The City needs to be developing plans for upgrading unprotected, old-school lanes on busy streets, and for entirely new lanes on busy streets that lack them. If we want fewer miles driven and less carbon pollution, old-school lanes won't make a big enough impact.

It is relevant that Eugene has a pleasant low-traffic bikeway on 12th, just one block to the north of this busier stretch of 13th. Both/And. We need redundancy in the bikeway system: Parallel low-traffic alternatives as well as protected bike lanes on busy streets.

Tuesday's front page

Probably we shouldn't make too much of this, but it's interesting to note briefly.

In a proposed solution to messy garbage cans, the City makes an argument for induced demand.
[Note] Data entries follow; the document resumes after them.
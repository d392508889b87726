//! Static level table: level number to target round count.

use crate::error::GameError;
use serde::{Deserialize, Serialize};
use std::collections::BTreeMap;

/// Maps a level to the number of rounds needed to win it.
///
/// # Example
///
/// ```rust
/// use simon::config::LevelTable;
///
/// let table = LevelTable::default();
/// assert_eq!(table.target_rounds(1), Ok(8));
/// assert_eq!(table.target_rounds(4), Ok(31));
/// assert!(table.target_rounds(5).is_err());
/// ```
#[derive(Clone, Debug, PartialEq, Eq, Serialize, Deserialize)]
#[serde(transparent)]
pub struct LevelTable {
    targets: BTreeMap<u8, usize>,
}

impl LevelTable {
    /// Build a table from explicit `(level, target)` pairs.
    pub fn from_pairs<I>(pairs: I) -> Self
    where
        I: IntoIterator<Item = (u8, usize)>,
    {
        Self {
            targets: pairs.into_iter().collect(),
        }
    }

    /// Target round count for `level`.
    pub fn target_rounds(&self, level: u8) -> Result<usize, GameError> {
        self.targets
            .get(&level)
            .copied()
            .ok_or(GameError::InvalidLevel { level })
    }

    pub fn contains(&self, level: u8) -> bool {
        self.targets.contains_key(&level)
    }

    /// Levels in ascending order.
    pub fn levels(&self) -> impl Iterator<Item = u8> + '_ {
        self.targets.keys().copied()
    }

    pub fn iter(&self) -> impl Iterator<Item = (u8, usize)> + '_ {
        self.targets.iter().map(|(&level, &target)| (level, target))
    }

    pub fn is_empty(&self) -> bool {
        self.targets.is_empty()
    }
}

impl Default for LevelTable {
    fn default() -> Self {
        Self::from_pairs([(1, 8), (2, 14), (3, 20), (4, 31)])
    }
}

#[cfg(test)]
mod tests {
    use super::*;

    #[test]
    fn default_table_matches_classic_levels() {
        let table = LevelTable::default();
        let pairs: Vec<_> = table.iter().collect();
        assert_eq!(pairs, vec![(1, 8), (2, 14), (3, 20), (4, 31)]);
    }

    #[test]
    fn unknown_levels_are_rejected() {
        let table = LevelTable::default();
        for level in [0, 5, 9, u8::MAX] {
            assert_eq!(
                table.target_rounds(level),
                Err(GameError::InvalidLevel { level })
            );
            assert!(!table.contains(level));
        }
    }

    #[test]
    fn deserializes_from_json_object() {
        let table: LevelTable = serde_json::from_str(r#"{"1": 3, "2": 5}"#).unwrap();
        assert_eq!(table.target_rounds(1), Ok(3));
        assert_eq!(table.target_rounds(2), Ok(5));
        assert_eq!(table.levels().collect::<Vec<_>>(), vec![1, 2]);
    }
}
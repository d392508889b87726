//! Session phases of the round-sequence state machine.
//!
//! All methods are pure and only describe where the session is. Moving
//! between phases is the controller's job.

use serde::{Deserialize, Serialize};
use std::fmt;

/// Where a game session currently is.
///
/// `Won` and `Failed` are terminal: the controller surfaces the outcome and
/// resets to `Idle` straight away, so they mostly show up in the history.
///
/// # Example
///
/// ```rust
/// use simon::core::Phase;
///
/// assert!(Phase::AwaitingHuman.accepts_input());
/// assert!(!Phase::ComputerPlaying.accepts_input());
/// assert!(Phase::Failed.is_final());
/// assert!(Phase::Failed.is_error());
/// assert!(!Phase::Won.is_error());
/// ```
#[derive(Clone, Copy, PartialEq, Eq, Hash, Debug, Default, Serialize, Deserialize)]
pub enum Phase {
    #[default]
    Idle,
    ComputerPlaying,
    AwaitingHuman,
    RoundAdvancing,
    Won,
    Failed,
}

impl Phase {
    /// Name for display and logging.
    pub fn name(&self) -> &'static str {
        match self {
            Self::Idle => "Idle",
            Self::ComputerPlaying => "ComputerPlaying",
            Self::AwaitingHuman => "AwaitingHuman",
            Self::RoundAdvancing => "RoundAdvancing",
            Self::Won => "Won",
            Self::Failed => "Failed",
        }
    }

    /// Terminal phases end the session.
    pub fn is_final(&self) -> bool {
        matches!(self, Self::Won | Self::Failed)
    }

    pub fn is_error(&self) -> bool {
        matches!(self, Self::Failed)
    }

    /// Only the human turn takes pad presses.
    pub fn accepts_input(&self) -> bool {
        matches!(self, Self::AwaitingHuman)
    }

    /// A session is running between start and reset.
    pub fn is_session_active(&self) -> bool {
        matches!(
            self,
            Self::ComputerPlaying | Self::AwaitingHuman | Self::RoundAdvancing
        )
    }
}

impl fmt::Display for Phase {
    fn fmt(&self, f: &mut fmt::Formatter<'_>) -> fmt::Result {
        f.write_str(self.name())
    }
}

#[cfg(test)]
mod tests {
    use super::*;

    const ALL: [Phase; 6] = [
        Phase::Idle,
        Phase::ComputerPlaying,
        Phase::AwaitingHuman,
        Phase::RoundAdvancing,
        Phase::Won,
        Phase::Failed,
    ];

    #[test]
    fn only_awaiting_human_accepts_input() {
        let accepting: Vec<_> = ALL.iter().filter(|p| p.accepts_input()).collect();
        assert_eq!(accepting, vec![&Phase::AwaitingHuman]);
    }

    #[test]
    fn final_phases_are_won_and_failed() {
        assert!(Phase::Won.is_final());
        assert!(Phase::Failed.is_final());
        assert!(!Phase::Idle.is_final());
        assert!(!Phase::RoundAdvancing.is_final());
    }

    #[test]
    fn active_phases_exclude_idle_and_terminal() {
        assert!(!Phase::Idle.is_session_active());
        assert!(Phase::ComputerPlaying.is_session_active());
        assert!(Phase::AwaitingHuman.is_session_active());
        assert!(Phase::RoundAdvancing.is_session_active());
        assert!(!Phase::Won.is_session_active());
        assert!(!Phase::Failed.is_session_active());
    }

    #[test]
    fn default_is_idle() {
        assert_eq!(Phase::default(), Phase::Idle);
    }

    #[test]
    fn display_matches_name() {
        for phase in ALL {
            assert_eq!(phase.to_string(), phase.name());
        }
    }
}
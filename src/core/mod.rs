//! Pure core of the game.
//!
//! This module holds the data the state machine works on:
//! - `Pad` identities
//! - `Phase` of a session
//! - the computer and human `Sequences` and the press check
//! - the `PhaseHistory` of a session
//!
//! Nothing here schedules timers or talks to a presenter.

mod history;
mod pad;
mod phase;
mod sequence;

pub use history::{PhaseHistory, PhaseTransition};
pub use pad::{Pad, UnknownPad};
pub use phase::Phase;
pub use sequence::{PressCheck, Sequences};
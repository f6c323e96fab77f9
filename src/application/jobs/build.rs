//! The bake-and-publish job.
//!
//! One durable job per publish/unpublish event plus an hourly scheduled
//! run. The `build` lock admits at most one run across the fleet; a
//! contender that loses records its run as skipped and succeeds, since
//! the winner observes the same CMS state.

use apalis::prelude::{Data, Error as ApalisError};
use chrono::Utc;
use metrics::counter;
use serde::{Deserialize, Serialize};
use tracing::{info, warn};

use uuid::Uuid;

use crate::{
    application::baker::build_dir_for,
    application::jobs::{context::JobWorkerContext, context::job_failed, queue::enqueue_job},
    application::lock::{BUILD_LOCK_KEY, LockLease},
    application::repos::{BuildRunsRepo, JobsRepo, RepoError},
    domain::types::{BuildStatus, BuildTrigger, JobType},
};

const METRIC_BUILDS_TOTAL: &str = "portalbake_builds_total";

#[derive(Debug, Clone, Serialize, Deserialize)]
pub struct BuildJobPayload {
    pub trigger: BuildTrigger,
    #[serde(default, skip_serializing_if = "Option::is_none")]
    pub reason: Option<String>,
}

/// Enqueue a bake. Fire-and-forget; builds run single-attempt because
/// the hourly schedule retries for free.
pub async fn enqueue_build_job<J: JobsRepo + ?Sized>(
    repo: &J,
    trigger: BuildTrigger,
    reason: Option<String>,
) -> Result<String, RepoError> {
    let payload = BuildJobPayload { trigger, reason };
    enqueue_job(repo, JobType::BuildAndPublish, &payload, None, 1).await
}

/// Transition the run to `running`. When the repository write fails,
/// the lease is released and the run recorded as failed before the
/// error propagates; the lock must not sit held for a full TTL over a
/// run that never started.
async fn mark_running_or_release(
    runs: &dyn BuildRunsRepo,
    lease: LockLease,
    run_id: Uuid,
    build_dir: &str,
) -> Result<LockLease, ApalisError> {
    match runs.mark_running(run_id, build_dir).await {
        Ok(()) => Ok(lease),
        Err(err) => {
            if let Err(release_err) = lease.release().await {
                warn!(
                    target = "application::jobs::process_build_job",
                    %run_id, error = %release_err, "build lock release failed"
                );
            }
            if let Err(mark_err) = runs
                .mark_finished(run_id, BuildStatus::Failed, Some("could not mark run running"))
                .await
            {
                warn!(
                    target = "application::jobs::process_build_job",
                    %run_id, error = %mark_err, "failed to record run failure"
                );
            }
            counter!(METRIC_BUILDS_TOTAL, "status" => "failed").increment(1);
            Err(job_failed(err))
        }
    }
}

pub async fn process_build_job(
    payload: BuildJobPayload,
    context: Data<JobWorkerContext>,
) -> Result<(), ApalisError> {
    let ctx = &*context;
    let runs: &dyn BuildRunsRepo = ctx.repositories.as_ref();
    let run_id = runs.create_run(payload.trigger).await.map_err(job_failed)?;

    let lease = match ctx.lock.acquire(BUILD_LOCK_KEY).await {
        Ok(Some(lease)) => lease,
        Ok(None) => {
            info!(
                target = "application::jobs::process_build_job",
                %run_id,
                trigger = payload.trigger.as_str(),
                "build lock held elsewhere; recording run as skipped"
            );
            runs.mark_finished(run_id, BuildStatus::Skipped, Some("build lock held elsewhere"))
                .await
                .map_err(job_failed)?;
            counter!(METRIC_BUILDS_TOTAL, "status" => "skipped").increment(1);
            return Ok(());
        }
        Err(err) => return Err(job_failed(err)),
    };

    let now = Utc::now();
    let build_dir = build_dir_for(ctx.baker.build_root(), now);
    let lease = mark_running_or_release(runs, lease, run_id, &build_dir.to_string_lossy()).await?;
    info!(
        target = "application::jobs::process_build_job",
        %run_id,
        trigger = payload.trigger.as_str(),
        reason = payload.reason.as_deref().unwrap_or("unspecified"),
        build_dir = %build_dir.display(),
        "build started"
    );

    let outcome = tokio::time::timeout(ctx.build_deadline, ctx.baker.run(now)).await;

    if let Err(err) = lease.release().await {
        warn!(
            target = "application::jobs::process_build_job",
            %run_id, error = %err, "build lock release failed"
        );
    }

    match outcome {
        Ok(Ok(report)) => {
            info!(
                target = "application::jobs::process_build_job",
                %run_id,
                pages_rendered = report.pages_rendered,
                pages_skipped = report.pages_skipped,
                files_uploaded = report.files_uploaded,
                redirects_written = report.redirects_written,
                "build succeeded"
            );
            runs.mark_finished(run_id, BuildStatus::Succeeded, None)
                .await
                .map_err(job_failed)?;
            counter!(METRIC_BUILDS_TOTAL, "status" => "succeeded").increment(1);
            Ok(())
        }
        Ok(Err(err)) => {
            let message = err.to_string();
            warn!(
                target = "application::jobs::process_build_job",
                %run_id, error = %message, "build failed"
            );
            runs.mark_finished(run_id, BuildStatus::Failed, Some(&message))
                .await
                .map_err(job_failed)?;
            counter!(METRIC_BUILDS_TOTAL, "status" => "failed").increment(1);
            Err(job_failed(err))
        }
        Err(elapsed) => {
            warn!(
                target = "application::jobs::process_build_job",
                %run_id,
                deadline_seconds = ctx.build_deadline.as_secs(),
                "build exceeded deadline; cancelled"
            );
            // The bake future was dropped mid-flight; its directory may
            // survive, so sweep it here.
            if let Err(err) = tokio::fs::remove_dir_all(&build_dir).await {
                if err.kind() != std::io::ErrorKind::NotFound {
                    warn!(
                        target = "application::jobs::process_build_job",
                        %run_id, error = %err, "stale build directory removal failed"
                    );
                }
            }
            runs.mark_finished(run_id, BuildStatus::Failed, Some("deadline exceeded"))
                .await
                .map_err(job_failed)?;
            counter!(METRIC_BUILDS_TOTAL, "status" => "failed").increment(1);
            Err(job_failed(elapsed))
        }
    }
}

#[cfg(test)]
mod tests {
    use std::sync::{Arc, Mutex};

    use async_trait::async_trait;

    use crate::application::lock::{DistributedLock, LockStore, MemoryLockStore};
    use crate::application::repos::BuildRunsRepo;
    use crate::domain::entities::BuildRunRecord;

    use super::*;

    #[derive(Default)]
    struct BrokenRunsRepo {
        finished: Mutex<Vec<(Uuid, BuildStatus)>>,
    }

    #[async_trait]
    impl BuildRunsRepo for BrokenRunsRepo {
        async fn create_run(&self, _trigger: BuildTrigger) -> Result<Uuid, RepoError> {
            Ok(Uuid::new_v4())
        }

        async fn mark_running(&self, _id: Uuid, _build_dir: &str) -> Result<(), RepoError> {
            Err(RepoError::from_persistence("runs table unavailable"))
        }

        async fn mark_finished(
            &self,
            id: Uuid,
            status: BuildStatus,
            _detail: Option<&str>,
        ) -> Result<(), RepoError> {
            self.finished
                .lock()
                .unwrap_or_else(|poisoned| poisoned.into_inner())
                .push((id, status));
            Ok(())
        }

        async fn find_run(&self, _id: Uuid) -> Result<Option<BuildRunRecord>, RepoError> {
            Ok(None)
        }

        async fn recent_runs(&self, _limit: i64) -> Result<Vec<BuildRunRecord>, RepoError> {
            Ok(Vec::new())
        }
    }

    #[tokio::test]
    async fn failed_running_transition_releases_the_lock_and_fails_the_run() {
        let store: Arc<dyn LockStore> = Arc::new(MemoryLockStore::default());
        let lock = DistributedLock::new(Arc::clone(&store), std::time::Duration::from_secs(600));
        let repo = BrokenRunsRepo::default();
        let run_id = Uuid::new_v4();

        let lease = lock.acquire(BUILD_LOCK_KEY).await.unwrap().unwrap();
        let result = mark_running_or_release(&repo, lease, run_id, "/tmp/never-built").await;
        assert!(result.is_err());

        let finished = repo
            .finished
            .lock()
            .unwrap()
            .clone();
        assert_eq!(finished, vec![(run_id, BuildStatus::Failed)]);

        // The next contender must not have to wait out the TTL.
        assert!(lock.acquire(BUILD_LOCK_KEY).await.unwrap().is_some());
    }
}
//! Moderator notification delivery.

use async_trait::async_trait;
use tracing::info;
use url::Url;
use uuid::Uuid;

use crate::application::notify::{ModerationNotifier, NotifyError};

/// Posts a JSON payload to the moderation webhook. Without a configured
/// webhook URL the notification is only logged, which is enough for
/// single-operator deployments tailing the logs.
pub struct WebhookNotifier {
    http: reqwest::Client,
    webhook_url: Option<Url>,
}

impl WebhookNotifier {
    pub fn new(http: reqwest::Client, webhook_url: Option<Url>) -> Self {
        Self { http, webhook_url }
    }
}

#[async_trait]
impl ModerationNotifier for WebhookNotifier {
    async fn notify_draft(&self, draft_id: Uuid) -> Result<(), NotifyError> {
        let Some(url) = &self.webhook_url else {
            info!(
                target = "portalbake::notify",
                %draft_id,
                "draft awaiting moderation (no webhook configured)"
            );
            return Ok(());
        };

        self.http
            .post(url.clone())
            .json(&serde_json::json!({ "draft_id": draft_id, "event": "draft_awaiting_moderation" }))
            .send()
            .await
            .and_then(|resp| resp.error_for_status())
            .map_err(|err| NotifyError::Delivery(err.to_string()))?;
        info!(target = "portalbake::notify", %draft_id, "moderation webhook delivered");
        Ok(())
    }
}
//! Drains the moderation-notification outbox.
//!
//! Rows are written inside the ingest transaction, so anything visible
//! here belongs to a committed draft. Delivery failures leave the row
//! undelivered for the next sweep.

use apalis::prelude::{Data, Error as ApalisError};
use chrono::Utc;
use serde::{Deserialize, Serialize};
use tracing::{info, warn};

use crate::application::jobs::{context::JobWorkerContext, context::job_failed};
use crate::application::repos::OutboxRepo;

const DISPATCH_BATCH_SIZE: i64 = 100;

#[derive(Debug, Clone, Default, Serialize, Deserialize)]
pub struct DispatchNotificationsPayload {}

pub async fn process_dispatch_notifications_job(
    _payload: DispatchNotificationsPayload,
    context: Data<JobWorkerContext>,
) -> Result<(), ApalisError> {
    let ctx = &*context;
    let outbox: &dyn OutboxRepo = ctx.repositories.as_ref();
    let pending = outbox
        .list_undelivered(DISPATCH_BATCH_SIZE)
        .await
        .map_err(job_failed)?;

    if pending.is_empty() {
        return Ok(());
    }

    let mut delivered = 0usize;
    let mut failed = 0usize;
    for record in pending {
        match ctx.notifier.notify_draft(record.draft_id).await {
            Ok(()) => {
                outbox
                    .mark_delivered(record.id, Utc::now())
                    .await
                    .map_err(job_failed)?;
                delivered += 1;
            }
            Err(err) => {
                warn!(
                    target = "application::jobs::process_dispatch_notifications_job",
                    draft_id = %record.draft_id,
                    error = %err,
                    "notification delivery failed; will retry next sweep"
                );
                failed += 1;
            }
        }
    }

    info!(
        target = "application::jobs::process_dispatch_notifications_job",
        delivered, failed, "outbox sweep complete"
    );
    Ok(())
}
More cans induced more use and more garbage.

From the piece:

[T]he city’s memo pointed to the trash cans that used to be located near the elevators on each floor of downtown parking structures. These cans were frequently filled by people dropping off garbage from their cars — not from downtown businesses....[Sheri] Wahrgren said in the memo. “When the cans were removed, the messes went away.”

That's an indirect statement of induced demand and then evaporation for garbage. The concept is true for car travel: When we build new roads or new lanes, drivers fill them up. When we remove roads or lanes, traffic evaporates.

It would be nice for the City to think more about the parallel.

1 comment:

Anonymous said...

Here are a couple of pieces at Bikeportland with more on a principal at Cascadia Mobility, Brodie Hylton, a former Alta manager.